Les vitrines de la foi conquérante et ses objets païens
À propos de Laurick Zerbini, L’Afrique noire en vitrines. Lyon 1860-1960 (2019)

À propos de Laurick Zerbini, L’Afrique noire en vitrines. Lyon 1860-1960, Paris, Maisonneuve & Larose/Hémisphères Éditions, 2019

Pour les lecteurs de Passés Futurs, le livre de Laurick Zerbini sur l’histoire des expositions lyonnaises d’objets en provenance de l’Afrique subsaharienne1 vient en écho du dossier Les vitrines de l’humanité en partie inspiré par une réflexion sur la labilité des frontières entre « musée de soi » et « musée des Autres » [voir le numéro 6]2. Exhibés à l’époque coloniale, ces objets ont revécu jusqu’à nos jours à travers des usages successifs dont L’Afrique noire en vitrines documente les va-et-vient, au cours de la période allant de 1860 à 1960, entre les divers contextes citadins et nationaux3.

Au sein du mouvement expansionniste français vers les territoires asiatiques et africains, le statut de Lyon a été particulier. Située à l’écart des routes maritimes, la ville, conjointement à sa vocation industrielle et marchande, a aussi été un important foyer de formation d’un clergé destiné à mener son apostolat parmi les populations à convertir de ces mêmes territoires. La grande fête coloniale organisée, en 1894, au Parc de la Tête d’Or a été un évènement majeur suivant la naissance de deux musés catholiques – celui, en 1863, des Missions africaines et celui de la Propagation de la Foi, en 1892 – et précédant la création des deux musées coloniaux fondés par la Chambre de commerce en 1901, et par la Mairie en 1927. Ces institutions déclineront à l’échelle locale un double mouvement de théâtralisation de l’idée impériale et de l’entreprise missionnaire qui connaît son apogée lors de grandes expositions internationales comme l’Exposition missionnaire du Vatican du mois de 1924/1925 et l’Exposition coloniale de Vincennes de 1931.

L’Afrique noire en vitrines est composé de trois parties – « Les Lyonnais et l’Afrique noire au XIXsiècle », « L’Afrique noire au théâtre des colonies », « L’objet africain sous le prisme du colonial, du scientifique, du missionnaire » – qui relatent les rapports entretenus sur un siècle entre les milieux économiques et religieux impliqués dans les espaces que nous venons d’évoquer.
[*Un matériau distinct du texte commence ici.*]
// Copyright (c) 2025 Fabstir
// SPDX-License-Identifier: BUSL-1.1
//! Analysis response wrapper

use axum::http::StatusCode;
use axum::response::{IntoResponse, Response};
use axum::Json;

use crate::vision::AnalysisResult;

/// HTTP form of an [`AnalysisResult`]
///
/// 200 when the image was analyzed, 400 when it could not be decoded. The
/// body is the result JSON in both cases.
#[derive(Debug, Clone)]
pub struct AnalyzeResponse(pub AnalysisResult);

impl AnalyzeResponse {
    pub fn status(&self) -> StatusCode {
        if self.0.success {
            StatusCode::OK
        } else {
            StatusCode::BAD_REQUEST
        }
    }
}

impl IntoResponse for AnalyzeResponse {
    fn into_response(self) -> Response {
        (self.status(), Json(self.0)).into_response()
    }
}
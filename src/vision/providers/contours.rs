// Copyright (c) 2025 Fabstir
// SPDX-License-Identifier: BUSL-1.1
//! CPU contour statistics
//!
//! Binarizes the grayscale image with Otsu's threshold, treats the less
//! common polarity as foreground, and counts 4-connected foreground regions
//! and their boundary pixels.

use image::imageops::FilterType;
use image::GrayImage;

use super::components::Mask;
use super::{Detector, ProviderError};
use crate::vision::image_utils::DecodedImage;
use crate::vision::observations::ContourSummary;

/// Longest side analyzed; larger images are downscaled first
pub const MAX_CONTOUR_DIMENSION: u32 = 512;

/// Regions below this many pixels are ignored
pub const MIN_CONTOUR_AREA: usize = 8;

#[derive(Debug, Clone)]
pub struct ContourDetector {
    max_dimension: u32,
    min_area: usize,
}

impl Default for ContourDetector {
    fn default() -> Self {
        Self {
            max_dimension: MAX_CONTOUR_DIMENSION,
            min_area: MIN_CONTOUR_AREA,
        }
    }
}

impl ContourDetector {
    pub fn new() -> Self {
        Self::default()
    }

    pub fn with_min_area(mut self, min_area: usize) -> Self {
        self.min_area = min_area.max(1);
        self
    }

    pub fn with_max_dimension(mut self, max_dimension: u32) -> Self {
        self.max_dimension = max_dimension.max(1);
        self
    }

    fn grayscale(&self, image: &DecodedImage) -> GrayImage {
        let pixels = &image.pixels;
        if pixels.width().max(pixels.height()) > self.max_dimension {
            pixels
                .resize(self.max_dimension, self.max_dimension, FilterType::Triangle)
                .to_luma8()
        } else {
            pixels.to_luma8()
        }
    }
}

impl Detector<ContourSummary> for ContourDetector {
    fn name(&self) -> &'static str {
        "cpu-contours"
    }

    fn detect(&self, image: &DecodedImage) -> Result<ContourSummary, ProviderError> {
        let gray = self.grayscale(image);
        let threshold = otsu_threshold(&gray);

        let dark = gray.pixels().filter(|p| p[0] <= threshold).count();
        let light = (gray.width() * gray.height()) as usize - dark;
        let foreground_is_dark = dark <= light;

        let mask = Mask::from_fn(gray.width() as usize, gray.height() as usize, |x, y| {
            let dark_pixel = gray.get_pixel(x as u32, y as u32)[0] <= threshold;
            dark_pixel == foreground_is_dark
        });

        let mut summary = ContourSummary::default();
        for component in mask.components() {
            if component.area() < self.min_area {
                continue;
            }
            summary.contour_count += 1;
            summary.point_count += component
                .pixels
                .iter()
                .filter(|&&(x, y)| mask.is_boundary(x, y))
                .count();
        }
        Ok(summary)
    }
}

/// Otsu's method: the level maximizing between-class variance
///
/// Pixels at or below the returned level form the dark class.
pub fn otsu_threshold(gray: &GrayImage) -> u8 {
    let mut histogram = [0u64; 256];
    for p in gray.pixels() {
        histogram[p[0] as usize] += 1;
    }

    let total: u64 = histogram.iter().sum();
    let weighted_sum: f64 = histogram
        .iter()
        .enumerate()
        .map(|(level, &count)| level as f64 * count as f64)
        .sum();

    let mut best_level = 0u8;
    let mut best_variance = 0.0f64;
    let mut dark_weight = 0u64;
    let mut dark_sum = 0.0f64;

    for (level, &count) in histogram.iter().enumerate() {
        dark_weight += count;
        dark_sum += level as f64 * count as f64;
        let light_weight = total - dark_weight;
        if dark_weight == 0 || light_weight == 0 {
            continue;
        }

        let dark_mean = dark_sum / dark_weight as f64;
        let light_mean = (weighted_sum - dark_sum) / light_weight as f64;
        let variance =
            dark_weight as f64 * light_weight as f64 * (dark_mean - light_mean).powi(2);
        if variance > best_variance {
            best_variance = variance;
            best_level = level as u8;
        }
    }

    best_level
}
// Copyright (c) 2025 Fabstir
// SPDX-License-Identifier: BUSL-1.1
//! Whole-image classification with an ImageNet-style ONNX model

use anyhow::{Context, Result};
use image::imageops::FilterType;
use ndarray::ArrayD;
use serde::{Deserialize, Serialize};
use std::fs;
use std::path::{Path, PathBuf};
use tracing::info;

use super::ocr::preprocessing::to_normalized_tensor;
use super::session::OnnxSession;
use super::{Detector, ProviderError};
use crate::vision::image_utils::DecodedImage;
use crate::vision::observations::ClassificationObservation;

/// Square model input size
pub const CLASSIFIER_INPUT_SIZE: u32 = 224;

/// Default number of labels returned
pub const DEFAULT_TOP_K: usize = 10;

pub const MODEL_FILE: &str = "model.onnx";
pub const LABELS_FILE: &str = "labels.txt";

/// Classifier location and output size
#[derive(Debug, Clone, PartialEq, Serialize, Deserialize)]
pub struct ClassifierConfig {
    pub model_dir: PathBuf,
    #[serde(default = "default_top_k")]
    pub top_k: usize,
}

fn default_top_k() -> usize {
    DEFAULT_TOP_K
}

impl ClassifierConfig {
    pub fn new(model_dir: impl Into<PathBuf>) -> Self {
        Self {
            model_dir: model_dir.into(),
            top_k: DEFAULT_TOP_K,
        }
    }
}

/// Classification provider
#[derive(Debug, Clone)]
pub struct OnnxClassifier {
    session: OnnxSession,
    labels: Vec<String>,
    top_k: usize,
}

impl OnnxClassifier {
    /// Load `model.onnx` and `labels.txt` from the configured directory
    pub fn load(config: &ClassifierConfig) -> Result<Self> {
        let labels_path = config.model_dir.join(LABELS_FILE);
        let labels = load_labels(&labels_path)?;
        let session = OnnxSession::load(&config.model_dir.join(MODEL_FILE), "input")?;

        info!(
            "✅ Classifier loaded from {} ({} labels, top {})",
            config.model_dir.display(),
            labels.len(),
            config.top_k
        );

        Ok(Self {
            session,
            labels,
            top_k: config.top_k.max(1),
        })
    }

    pub fn label_count(&self) -> usize {
        self.labels.len()
    }
}

impl Detector<Vec<ClassificationObservation>> for OnnxClassifier {
    fn name(&self) -> &'static str {
        "onnx-classifier"
    }

    fn detect(&self, image: &DecodedImage) -> Result<Vec<ClassificationObservation>, ProviderError> {
        let resized = image.pixels.resize_exact(
            CLASSIFIER_INPUT_SIZE,
            CLASSIFIER_INPUT_SIZE,
            FilterType::Triangle,
        );
        let output = self.session.run(to_normalized_tensor(&resized.to_rgb8()))?;
        let scores = flatten_scores(output)?;
        Ok(top_labels(&softmax(&scores), &self.labels, self.top_k))
    }
}

/// One label per non-empty line
pub fn load_labels(path: &Path) -> Result<Vec<String>> {
    let contents = fs::read_to_string(path)
        .with_context(|| format!("Labels not found: {}", path.display()))?;
    Ok(contents
        .lines()
        .map(str::trim)
        .filter(|line| !line.is_empty())
        .map(str::to_string)
        .collect())
}

fn flatten_scores(output: ArrayD<f32>) -> Result<Vec<f32>, ProviderError> {
    let non_unit = output.shape().iter().filter(|&&d| d > 1).count();
    if non_unit > 1 {
        return Err(ProviderError::DetectionFailed(format!(
            "unexpected classifier output shape {:?}",
            output.shape()
        )));
    }
    Ok(output.iter().copied().collect())
}

/// Numerically stable softmax
pub fn softmax(logits: &[f32]) -> Vec<f32> {
    let max = logits.iter().copied().fold(f32::NEG_INFINITY, f32::max);
    let exps: Vec<f32> = logits.iter().map(|&v| (v - max).exp()).collect();
    let sum: f32 = exps.iter().sum();
    if sum <= 0.0 || !sum.is_finite() {
        return vec![0.0; logits.len()];
    }
    exps.into_iter().map(|e| e / sum).collect()
}

/// Highest `k` probabilities with their labels, best first
///
/// Classes beyond the label table are reported as `class_<index>`.
pub fn top_labels(probabilities: &[f32], labels: &[String], k: usize) -> Vec<ClassificationObservation> {
    let mut ranked: Vec<(usize, f32)> = probabilities.iter().copied().enumerate().collect();
    ranked.sort_by(|a, b| b.1.total_cmp(&a.1));
    ranked
        .into_iter()
        .take(k)
        .map(|(index, p)| {
            let label = labels
                .get(index)
                .cloned()
                .unwrap_or_else(|| format!("class_{}", index));
            ClassificationObservation::new(label, p)
        })
        .collect()
}
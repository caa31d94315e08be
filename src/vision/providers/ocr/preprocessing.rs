// Copyright (c) 2025 Fabstir
// SPDX-License-Identifier: BUSL-1.1
//! Tensor preparation for the text detection and recognition models

use image::imageops::FilterType;
use image::{DynamicImage, GenericImageView, Rgb, RgbImage};
use ndarray::Array4;

/// Square input size of the detection model
pub const DET_INPUT_SIZE: u32 = 640;

/// Recognition model input height
pub const REC_INPUT_HEIGHT: u32 = 48;

/// Maximum recognition input width
pub const REC_MAX_WIDTH: u32 = 320;

/// ImageNet channel means
pub const MEAN: [f32; 3] = [0.485, 0.456, 0.406];

/// ImageNet channel standard deviations
pub const STD: [f32; 3] = [0.229, 0.224, 0.225];

const PAD_GRAY: Rgb<u8> = Rgb([128, 128, 128]);

/// Convert an RGB buffer to a normalized NCHW tensor
pub fn to_normalized_tensor(rgb: &RgbImage) -> Array4<f32> {
    let (w, h) = rgb.dimensions();
    Array4::from_shape_fn((1, 3, h as usize, w as usize), |(_, c, y, x)| {
        let value = rgb.get_pixel(x as u32, y as u32)[c] as f32 / 255.0;
        (value - MEAN[c]) / STD[c]
    })
}

/// Letterbox the image into the detection input and normalize it
pub fn preprocess_for_detection(image: &DynamicImage) -> (Array4<f32>, PreprocessInfo) {
    let info = PreprocessInfo::new(image, DET_INPUT_SIZE);
    let padded = resize_with_padding(image, &info, DET_INPUT_SIZE);
    (to_normalized_tensor(&padded), info)
}

/// Resize a cropped text line to the recognition height, keeping aspect ratio
pub fn preprocess_for_recognition(crop: &DynamicImage) -> Array4<f32> {
    let (w, h) = crop.dimensions();
    let scale = REC_INPUT_HEIGHT as f32 / h.max(1) as f32;
    let width = ((w as f32 * scale).round() as u32).clamp(4, REC_MAX_WIDTH);

    let resized = crop.resize_exact(width, REC_INPUT_HEIGHT, FilterType::Triangle);
    to_normalized_tensor(&resized.to_rgb8())
}

/// Scale the image to fit `target` x `target` and center it on gray padding
pub fn resize_with_padding(image: &DynamicImage, info: &PreprocessInfo, target: u32) -> RgbImage {
    let mut output = RgbImage::from_pixel(target, target, PAD_GRAY);
    if info.original_width == 0 || info.original_height == 0 {
        return output;
    }

    let resized = image
        .resize_exact(info.scaled_width, info.scaled_height, FilterType::Triangle)
        .to_rgb8();
    image::imageops::replace(
        &mut output,
        &resized,
        info.offset_x as i64,
        info.offset_y as i64,
    );
    output
}

/// Letterbox geometry, used to map model-space boxes back to the source image
#[derive(Debug, Clone, PartialEq)]
pub struct PreprocessInfo {
    pub scale: f32,
    pub offset_x: u32,
    pub offset_y: u32,
    pub scaled_width: u32,
    pub scaled_height: u32,
    pub original_width: u32,
    pub original_height: u32,
}

impl PreprocessInfo {
    pub fn new(image: &DynamicImage, target: u32) -> Self {
        let (w, h) = image.dimensions();
        if w == 0 || h == 0 {
            return Self {
                scale: 1.0,
                offset_x: 0,
                offset_y: 0,
                scaled_width: 0,
                scaled_height: 0,
                original_width: w,
                original_height: h,
            };
        }

        let scale = (target as f32 / w as f32).min(target as f32 / h as f32);
        let scaled_width = ((w as f32 * scale).round() as u32).clamp(1, target);
        let scaled_height = ((h as f32 * scale).round() as u32).clamp(1, target);

        Self {
            scale,
            offset_x: (target - scaled_width) / 2,
            offset_y: (target - scaled_height) / 2,
            scaled_width,
            scaled_height,
            original_width: w,
            original_height: h,
        }
    }

    /// Map a model-space point to source pixel coordinates
    pub fn map_to_original(&self, x: f32, y: f32) -> (f32, f32) {
        (
            (x - self.offset_x as f32) / self.scale,
            (y - self.offset_y as f32) / self.scale,
        )
    }
}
Dans la première partie, Laurick Zerbini reconstitue la généalogie croisée de l’action évangélisatrice et des investissements financiers en Afrique. La seconde section est dédiée aux expositions que l’auteure examine d’une manière extrêmement détaillée. Le troisième volet, interroge l’objet en tant qu’expression de divers registres interprétatifs et allégoriques. En prolongeant cette perspective, l’émergence dans le contexte lyonnais d’une muséographie missionnaire, avec ses galeries de matériaux « païens », constitue une piste d’analyse féconde d’incidences heuristiques.

Donnant à voir une Afrique dite « noire », les décors étudiés par Zerbini sont surtout les miroirs des idéologies raciales et des imaginaires religieux dont la domination européenne s’est nourrie et qu’elle a contribué à susciter. Dans les musées coloniaux proprement dits, la définition des pièces se détachait de la prétendue objectivité mise en avant par les collections anthropologiques :

« la référence marchande, adjointe à l’objet ethnographique, l’amène à devenir un produit manufacturé susceptible d’être vendu ou acheté comme n’importe quelle autre marchandise coloniale. Des plus simples aux plus “précieux”, les objets sont traités comme des documents à l’égard de leur utilité et leur bénéfice pour le futur colon ou négociant. La distinction entre produit et objet ethnographique provient de la nature du matériau employé, l’habilité avec laquelle il a été réalisé. Seules les pièces à fonction religieuse et ludique prennent un caractère de témoins culturels ; rares sont les renseignements sur leur forme, leur matière, et le coût n’est jamais formulé » (p. 153-154).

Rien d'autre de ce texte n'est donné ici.